Em vários aspectos, o estilo do Suinga é muito próximo do que faz a carioca Do Amor, com duas diferenças: a autenticidade (“mancha de dendê não sai…”) e o rigor na qualidade da produção (herdado do Axé-System e da resistência a este). No Rio de Janeiro, por melhor que os projetos sejam, acabam virando uma “banda de amigos” cujo acesso a divulgação é amplo (e é este acesso fácil a mídia que acaba dando pouca exigência executiva às novidades que vêem da Cidade Maravilhosa). Por exemplo, a Orquestra Imperial (RJ)  falta uma seriedade e um compromisso que se vê na Bomba do Hemetério (PE), na Rumpilezz (BA) ou em Móveis Coloniais de Acajú (DF). Talvez a exceção que comprova a regra seja Pedro Luís, um cara que pesquisa de Bumba-Boi do Maranhão a moda de gaita da fronteira platina: seu Monobloco consegue manter o clima de “encontro de amigos”, bem fluminense, mas com rigores de execução elevadamente bahianos e pernambucanos.

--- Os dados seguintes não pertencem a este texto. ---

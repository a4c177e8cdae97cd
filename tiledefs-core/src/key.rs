//! Customization keys
//!
//! Definitions are resolved per customization key. A key knows its fallback
//! parent; following parents from any key ends at the root key, whose
//! definitions every other key inherits.
//!
//! ```rust
//! use tiledefs_core::{CustomizationKey, Locale};
//!
//! let key: Locale = "en_US_POSIX".parse().unwrap();
//! let chain: Vec<String> = key.fallback_chain().iter().map(Locale::to_string).collect();
//! assert_eq!(chain, ["en_US_POSIX", "en_US", "en", ""]);
//! ```

use std::fmt;
use std::hash::Hash;
use std::str::FromStr;

use serde::{Deserialize, Serialize};

use crate::error::DefsError;

/// A dimension along which parallel definition sets are resolved
pub trait CustomizationKey: Clone + Eq + Hash + fmt::Debug + Send + Sync + 'static {
    /// The next less specific key, or `None` for the root key
    fn fallback_parent(&self) -> Option<Self>;

    /// This key followed by every fallback parent, ending at the root
    fn fallback_chain(&self) -> Vec<Self> {
        let mut chain = vec![self.clone()];
        while let Some(parent) = chain.last().and_then(CustomizationKey::fallback_parent) {
            chain.push(parent);
        }
        chain
    }

    /// Whether this is the universal fallback key
    fn is_root(&self) -> bool {
        self.fallback_parent().is_none()
    }
}

/// Engines that do not customize use the unit key
impl CustomizationKey for () {
    fn fallback_parent(&self) -> Option<Self> {
        None
    }
}

/// A `language_COUNTRY_VARIANT` locale; all parts empty is the root locale
///
/// Parts are positional: a variant without a country keeps an empty country
/// slot (`en__POSIX`), as locale identifiers do.
#[derive(Debug, Clone, Default, PartialEq, Eq, Hash, PartialOrd, Ord, Serialize, Deserialize)]
#[serde(try_from = "String", into = "String")]
pub struct Locale {
    language: String,
    country: String,
    variant: String,
}

impl Locale {
    /// The root locale
    pub fn root() -> Self {
        Self::default()
    }

    pub fn new(
        language: impl Into<String>,
        country: impl Into<String>,
        variant: impl Into<String>,
    ) -> Self {
        Self {
            language: language.into().to_lowercase(),
            country: country.into().to_uppercase(),
            variant: variant.into(),
        }
    }

    pub fn language(&self) -> &str {
        &self.language
    }

    pub fn country(&self) -> &str {
        &self.country
    }

    pub fn variant(&self) -> &str {
        &self.variant
    }

    /// Suffix appended to source file stems, e.g. `_en_US`; empty for root
    pub fn file_suffix(&self) -> String {
        if self.is_root() {
            String::new()
        } else {
            format!("_{}", self)
        }
    }
}

impl CustomizationKey for Locale {
    fn fallback_parent(&self) -> Option<Self> {
        if !self.variant.is_empty() {
            Some(Self {
                variant: String::new(),
                ..self.clone()
            })
        } else if !self.country.is_empty() {
            Some(Self {
                country: String::new(),
                ..self.clone()
            })
        } else if !self.language.is_empty() {
            Some(Self::root())
        } else {
            None
        }
    }
}

impl fmt::Display for Locale {
    fn fmt(&self, f: &mut fmt::Formatter<'_>) -> fmt::Result {
        f.write_str(&self.language)?;
        if !self.country.is_empty() || !self.variant.is_empty() {
            write!(f, "_{}", self.country)?;
        }
        if !self.variant.is_empty() {
            write!(f, "_{}", self.variant)?;
        }
        Ok(())
    }
}

impl FromStr for Locale {
    type Err = DefsError;

    /// Parses `en`, `en_US`, `en-US`, `en_US_POSIX`; empty or `root` is the root locale
    fn from_str(s: &str) -> Result<Self, Self::Err> {
        let s = s.trim();
        if s.is_empty() || s.eq_ignore_ascii_case("root") {
            return Ok(Self::root());
        }

        let mut parts = s.splitn(3, ['_', '-']);
        let language = parts.next().unwrap_or_default();
        let country = parts.next().unwrap_or_default();
        let variant = parts.next().unwrap_or_default();

        let valid = |part: &str| part.chars().all(|c| c.is_ascii_alphanumeric());
        if language.is_empty() || !valid(language) || !valid(country) || !valid(variant) {
            return Err(DefsError::InvalidConfig {
                reason: format!("'{}' is not a locale identifier", s),
            });
        }

        Ok(Self::new(language, country, variant))
    }
}

impl TryFrom<String> for Locale {
    type Error = DefsError;

    fn try_from(value: String) -> Result<Self, Self::Error> {
        value.parse()
    }
}

impl From<Locale> for String {
    fn from(locale: Locale) -> Self {
        locale.to_string()
    }
}

#[cfg(test)]
mod tests {
    use super::*;

    #[test]
    fn test_parse_and_display() {
        let locale: Locale = "en-us".parse().unwrap();
        assert_eq!(locale.language(), "en");
        assert_eq!(locale.country(), "US");
        assert_eq!(locale.to_string(), "en_US");

        let root: Locale = "".parse().unwrap();
        assert!(root.is_root());
        assert_eq!(root.to_string(), "");
    }

    #[test]
    fn test_fallback_parent() {
        let locale: Locale = "fr_CA".parse().unwrap();
        let parent = locale.fallback_parent().unwrap();
        assert_eq!(parent.to_string(), "fr");
        assert_eq!(parent.fallback_parent(), Some(Locale::root()));
        assert_eq!(Locale::root().fallback_parent(), None);
    }

    #[test]
    fn test_variant_without_country() {
        let locale: Locale = "en__POSIX".parse().unwrap();
        assert_eq!(locale.to_string(), "en__POSIX");
        assert_eq!(locale.fallback_parent().unwrap().to_string(), "en");
    }

    #[test]
    fn test_file_suffix() {
        assert_eq!("en_US".parse::<Locale>().unwrap().file_suffix(), "_en_US");
        assert_eq!(Locale::root().file_suffix(), "");
    }

    #[test]
    fn test_rejects_garbage() {
        assert!("en/US".parse::<Locale>().is_err());
        assert!("_US".parse::<Locale>().is_err());
    }

    #[test]
    fn test_unit_key_is_root() {
        assert!(().is_root());
        assert_eq!(().fallback_chain(), vec![()]);
    }

    #[test]
    fn test_serde_as_string() {
        let locale: Locale = serde_json::from_str(r#""de_AT""#).unwrap();
        assert_eq!(locale.country(), "AT");
        assert_eq!(serde_json::to_string(&locale).unwrap(), r#""de_AT""#);
    }
}
//! Definition store
//!
//! Loads raw definitions per customization key and composes them along the
//! fallback chain:
//!
//! ```text
//!   root  ── sources(root) ─────────────────────┐
//!    │                                           ▼
//!    └─▶ en  ── seed(root) + sources(en) ───▶ patterns(en) ─▶ concrete(en)
//!         │
//!         └─▶ en_US ── seed(en) + sources(en_US) ─▶ patterns(en_US) ─▶ concrete(en_US)
//! ```
//!
//! Every key is loaded at most once until the store is invalidated. Each key
//! has its own slot lock: loading `en_US` and `fr` in parallel never
//! contends, while two threads loading `en_US` load it once.
//!
//! A loaded key is an immutable snapshot holding both its exact-named
//! definitions and its compiled patterns. Invalidation only drops snapshots;
//! readers keep whatever snapshot they already hold.

use std::collections::HashMap;
use std::sync::atomic::{AtomicBool, Ordering};
use std::sync::{Arc, Mutex, RwLock};

use chrono::{DateTime, Utc};

use crate::config::PatternConfig;
use crate::definition::{Definition, DefinitionMap};
use crate::error::{DefsError, Result};
use crate::key::CustomizationKey;
use crate::pattern::{DefinitionPatternMatcher, PatternResolver};
use crate::source::DefinitionSource;

/// Raw definitions of one key, fallback entries included
#[derive(Debug, Clone)]
pub struct KeyedDefinitions {
    /// Everything loaded for the key and its fallbacks, patterns included
    raw: DefinitionMap,
    /// Raw definitions addressable by exact name
    concrete: DefinitionMap,
    /// Compiled patterns, in registration order
    patterns: Vec<DefinitionPatternMatcher>,
    loaded_at: DateTime<Utc>,
}

impl KeyedDefinitions {
    /// Raw (unresolved) definition by exact name
    pub fn get(&self, name: &str) -> Option<&Definition> {
        self.concrete.get(name)
    }

    pub fn contains(&self, name: &str) -> bool {
        self.concrete.contains_key(name)
    }

    /// Exact names, in registration order
    pub fn names(&self) -> impl Iterator<Item = &String> {
        self.concrete.keys()
    }

    pub fn len(&self) -> usize {
        self.concrete.len()
    }

    pub fn is_empty(&self) -> bool {
        self.concrete.is_empty()
    }

    /// Compiled patterns of the key, in registration order
    pub fn patterns(&self) -> &[DefinitionPatternMatcher] {
        &self.patterns
    }

    pub fn loaded_at(&self) -> DateTime<Utc> {
        self.loaded_at
    }
}

type Slot = Arc<Mutex<Option<Arc<KeyedDefinitions>>>>;

/// Per-key loader and cache of raw definitions
pub struct DefinitionStore<K: CustomizationKey> {
    sources: RwLock<Vec<Arc<dyn DefinitionSource<K>>>>,
    patterns: PatternResolver,
    slots: Mutex<HashMap<K, Slot>>,
    refresh_enabled: AtomicBool,
}

impl<K: CustomizationKey> std::fmt::Debug for DefinitionStore<K> {
    fn fmt(&self, f: &mut std::fmt::Formatter<'_>) -> std::fmt::Result {
        let source_ids: Vec<String> = self
            .sources
            .read()
            .map(|s| s.iter().map(|s| s.id().to_string()).collect())
            .unwrap_or_default();
        f.debug_struct("DefinitionStore")
            .field("sources", &source_ids)
            .field("patterns", &self.patterns)
            .field("refresh_enabled", &self.refresh_enabled())
            .finish()
    }
}

impl<K: CustomizationKey> Default for DefinitionStore<K> {
    fn default() -> Self {
        Self::new(PatternConfig::default())
    }
}

impl<K: CustomizationKey> DefinitionStore<K> {
    /// Create a store without sources
    pub fn new(patterns: PatternConfig) -> Self {
        Self {
            sources: RwLock::new(Vec::new()),
            patterns: PatternResolver::new(patterns),
            slots: Mutex::new(HashMap::new()),
            refresh_enabled: AtomicBool::new(false),
        }
    }

    /// Register a source; later sources override earlier ones
    ///
    /// Invalidates everything loaded so far.
    pub fn add_source(&self, source: Arc<dyn DefinitionSource<K>>) -> Result<()> {
        self.sources
            .write()
            .map_err(|_| DefsError::LockPoisoned)?
            .push(source);
        self.invalidate()
    }

    /// Builder form of [`Self::add_source`] for freshly created stores
    pub fn with_source(self, source: Arc<dyn DefinitionSource<K>>) -> Self {
        if let Ok(mut sources) = self.sources.write() {
            sources.push(source);
        }
        self
    }

    pub fn source_count(&self) -> usize {
        self.sources.read().map(|s| s.len()).unwrap_or(0)
    }

    pub fn patterns(&self) -> &PatternResolver {
        &self.patterns
    }

    pub fn set_refresh_enabled(&self, enabled: bool) {
        self.refresh_enabled.store(enabled, Ordering::SeqCst);
    }

    pub fn refresh_enabled(&self) -> bool {
        self.refresh_enabled.load(Ordering::SeqCst)
    }

    /// Definitions for `key`, loading it (and its fallbacks) on first use
    ///
    /// With refresh enabled, sources are checked for changes first.
    pub fn get(&self, key: &K) -> Result<Arc<KeyedDefinitions>> {
        if self.refresh_enabled() {
            self.refresh()?;
        }
        self.load(key)
    }

    /// Drop every loaded key if any source changed
    ///
    /// Returns whether anything was invalidated. Children are seeded from
    /// their parents, so invalidation always clears every key.
    pub fn refresh(&self) -> Result<bool> {
        let changed = {
            let sources = self.sources.read().map_err(|_| DefsError::LockPoisoned)?;
            sources.iter().any(|source| source.has_changed())
        };

        if changed {
            tracing::info!("definition source changed; clearing loaded keys");
            self.invalidate()?;
        }
        Ok(changed)
    }

    /// Drop every loaded key
    ///
    /// Sources forget what they loaded, so change detection only covers keys
    /// loaded from here on.
    pub fn invalidate(&self) -> Result<()> {
        let mut slots = self.slots.lock().map_err(|_| DefsError::LockPoisoned)?;
        slots.clear();
        for source in self.sources.read().map_err(|_| DefsError::LockPoisoned)?.iter() {
            source.forget_loaded();
        }
        Ok(())
    }

    /// Number of keys currently loaded or loading
    pub fn loaded_key_count(&self) -> usize {
        self.slots.lock().map(|s| s.len()).unwrap_or(0)
    }

    fn slot(&self, key: &K) -> Result<Slot> {
        let mut slots = self.slots.lock().map_err(|_| DefsError::LockPoisoned)?;
        Ok(slots.entry(key.clone()).or_default().clone())
    }

    fn load(&self, key: &K) -> Result<Arc<KeyedDefinitions>> {
        let slot = self.slot(key)?;
        let mut guard = slot.lock().map_err(|_| DefsError::LockPoisoned)?;
        if let Some(loaded) = guard.as_ref() {
            return Ok(loaded.clone());
        }

        let loaded = Arc::new(self.load_uncached(key)?);
        *guard = Some(loaded.clone());
        Ok(loaded)
    }

    fn load_uncached(&self, key: &K) -> Result<KeyedDefinitions> {
        let mut raw = match key.fallback_parent() {
            Some(parent) => self.load(&parent)?.raw.clone(),
            None => DefinitionMap::new(),
        };

        let sources: Vec<Arc<dyn DefinitionSource<K>>> = self
            .sources
            .read()
            .map_err(|_| DefsError::LockPoisoned)?
            .clone();
        for source in &sources {
            raw.extend(source.load(key)?);
        }

        let (concrete, patterns) = self.patterns.store_definition_patterns(raw.clone(), key)?;

        tracing::debug!(
            key = ?key,
            definitions = concrete.len(),
            patterns = patterns.len(),
            "loaded definitions"
        );

        Ok(KeyedDefinitions {
            raw,
            concrete,
            patterns,
            loaded_at: Utc::now(),
        })
    }
}
//! Coin distribution table command.

use anyhow::Result;
use clap::Args;
use colored::Colorize;
use slotchain_core::distribution::{
    distribution_addresses, locked_distribution_addresses, unlocked_distribution_addresses,
    DISTRIBUTION_ADDRESS_INITIAL_BALANCE,
};

#[derive(Args)]
pub struct DistributionArgs {
    /// Show only locked distribution addresses
    #[arg(long, conflicts_with = "unlocked")]
    locked: bool,

    /// Show only unlocked distribution addresses
    #[arg(long)]
    unlocked: bool,
}

pub fn run(args: DistributionArgs) -> Result<()> {
    let (title, addresses) = if args.locked {
        ("Locked distribution addresses:", locked_distribution_addresses())
    } else if args.unlocked {
        (
            "Unlocked distribution addresses:",
            unlocked_distribution_addresses(),
        )
    } else {
        ("Distribution addresses:", distribution_addresses())
    };

    println!("{}", title.bold().cyan());
    println!(
        "  {} coins each",
        DISTRIBUTION_ADDRESS_INITIAL_BALANCE.to_string().bright_cyan()
    );
    println!();
    for address in &addresses {
        println!("  {}", address.to_hex().bright_yellow());
    }
    println!();
    println!("  {} addresses", addresses.len().to_string().bright_cyan());

    Ok(())
}
//! Delegated Proof of Stake block scheduling for slotchain.
//!
//! This crate decides, for any wall-clock instant, which registered validator
//! is authorized to produce the block for that time slot, and whether a
//! proposed or observed block arrived within its legal time window:
//! - Slot arithmetic mapping timestamps to slot boundaries
//! - An ordered validator set with round-robin rotation
//! - A deadline check gating when minting/accepting a block is permitted
//!
//! Time is always supplied by the caller as Unix seconds; nothing in this
//! crate reads the system clock, performs I/O, or retries internally.
//!
//! # Example
//!
//! ```rust
//! use slotchain_consensus::{Dpos, ValidatorSet, BLOCK_INTERVAL};
//! use slotchain_core::{Block, Keypair};
//! use std::sync::Arc;
//!
//! let keypair = Keypair::generate();
//! let validators = Arc::new(ValidatorSet::new());
//! validators.set_validators(vec![keypair.address()]);
//!
//! let dpos = Dpos::new(validators);
//! let last = Block::genesis(keypair.address()).signed(&keypair);
//!
//! // The predecessor landed at the previous slot start, so the sole
//! // validator is authorized for the slot opening at BLOCK_INTERVAL.
//! dpos.check_validator(&last, keypair.address(), BLOCK_INTERVAL).unwrap();
//! ```

pub mod dpos;
pub mod epoch;
mod error;
pub mod slot;
pub mod validator_set;

// Re-export commonly used types
pub use dpos::Dpos;
pub use error::{Error, Result};
pub use epoch::EpochContext;
pub use slot::{next_slot_start, prev_slot_start};
pub use validator_set::ValidatorSet;

/// Seconds per block slot.
pub const BLOCK_INTERVAL: u64 = 10;

/// Seconds per epoch (one day). A multiple of [`BLOCK_INTERVAL`].
pub const EPOCH_INTERVAL: u64 = 86_400;

/// Cap on the active validator roster. Published for the governance layer;
/// the scheduler itself does not enforce roster size.
pub const MAX_VALIDATOR_SIZE: usize = 21;

/// Quorum floor for a safe validator set.
pub const SAFE_SIZE: usize = MAX_VALIDATOR_SIZE * 2 / 3 + 1;

/// Votes needed to confirm a block.
pub const CONSENSUS_SIZE: usize = MAX_VALIDATOR_SIZE * 2 / 3 + 1;

// Round-robin selection assumes whole slots per epoch.
const _: () = assert!(EPOCH_INTERVAL % BLOCK_INTERVAL == 0);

Não há concessões: o Suinga faz axé-music, assumido e escancarado (coisa que a Bahia não tem a tempos, já que o Axé-System tem vergonha de si próprio desde 2005, e com razão) – tal qual o Mombojó foi o único pós-MangueBeat a lembrar que o MangueBeat excluiu o mais pernambucano de todos os gêneros, o Brega, e a reincorporá-lo integralmente, inclusive tocando em puteiros das margens do Beberibe, se necessário for.